On the boundary layer structure near a highly permeable porous interface
Dalwadi, Mohit P. and Chapman, S. Jonathan and Waters, Sarah L. and Oliver, James M. (2016) On the boundary layer structure near a highly permeable porous interface. Journal of Fluid Mechanics, 798 . pp. 88-139. ISSN 1469-7645
Official URL: http://journals.cambridge.org/action/displayAbstract?fromPage=online&aid=10341424&fileId=S0022112016003086
The method of matched asymptotic expansions is used to study the canonical problem of steady laminar flow through a narrow two-dimensional channel blocked by a tight-fitting finite-length highly permeable porous obstacle.
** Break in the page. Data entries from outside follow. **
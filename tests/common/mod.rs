#![allow(dead_code)]

use std::cell::RefCell;
use std::io::{self, Write};
use std::rc::Rc;

use rox::session::{Lox, RunStatus};

/// An in-memory writer whose contents stay readable after the session that
/// owns one handle has taken the other.
#[derive(Clone, Default)]
pub struct SharedBuffer(Rc<RefCell<Vec<u8>>>);

impl SharedBuffer {
    pub fn contents(&self) -> String {
        String::from_utf8(self.0.borrow().clone()).expect("output is UTF-8")
    }

    pub fn clear(&self) {
        self.0.borrow_mut().clear();
    }
}

impl Write for SharedBuffer {
    fn write(&mut self, buf: &[u8]) -> io::Result<usize> {
        self.0.borrow_mut().extend_from_slice(buf);
        Ok(buf.len())
    }

    fn flush(&mut self) -> io::Result<()> {
        Ok(())
    }
}

/// A session wired to two buffers: (session, stdout, stderr).
pub fn session() -> (Lox, SharedBuffer, SharedBuffer) {
    let out = SharedBuffer::default();
    let err = SharedBuffer::default();
    let lox = Lox::with_writers(Box::new(out.clone()), Box::new(err.clone()));

    (lox, out, err)
}

/// Run a whole program and return (status, stdout, stderr).
pub fn run(source: &str) -> (RunStatus, String, String) {
    let (mut lox, out, err) = session();
    let status = lox.run(source);

    (status, out.contents(), err.contents())
}

/// Run a program expected to succeed and return its stdout.
pub fn output_of(source: &str) -> String {
    let (status, out, err) = run(source);
    assert_eq!(status, RunStatus::Ok, "unexpected failure: {}", err);

    out
}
We investigate the behaviour of the local flow close to the interface between the single-phase and porous regions (governed by the incompressible Navier--Stokes and Darcy flow equations, respectively). We solve for the flow in these inner regions in the limits of low and high Reynolds number, facilitating an understanding of the nature of the transition from Poiseuille to plug to Poiseuille flow in each of these limits. Significant analytical progress is made in the high-Reynolds-number limit, and we explore in detail the rich boundary layer structure that occurs. We derive general results for the interfacial stress and for the conditions that couple the flow in the outer regions away from the interface. We consider the three-dimensional generalization to unsteady laminar flow through and around a tight-fitting highly permeable cylindrical porous obstacle within a Hele-Shaw cell. For the high-Reynolds-number limit, we give the coupling conditions and interfacial stress in terms of the outer flow variables, allowing information from a nonlinear three-dimensional problem to be obtained by solving a linear two-dimensional problem. Finally, we illustrate the utility of our analysis by considering the specific example of time-dependent forced far-field flow in a Hele-Shaw cell containing a porous cylinder with a circular cross-section. We determine the internal stress within the porous obstacle, which is key for tissue engineering applications, and the interfacial stress on the boundary of the porous obstacle, which has applications to biofilm erosion. In the high-Reynolds-number limit, we demonstrate that the fluid inertia can result in the cylinder experiencing a time-independent net force, even when the far-field forcing is periodic with zero mean.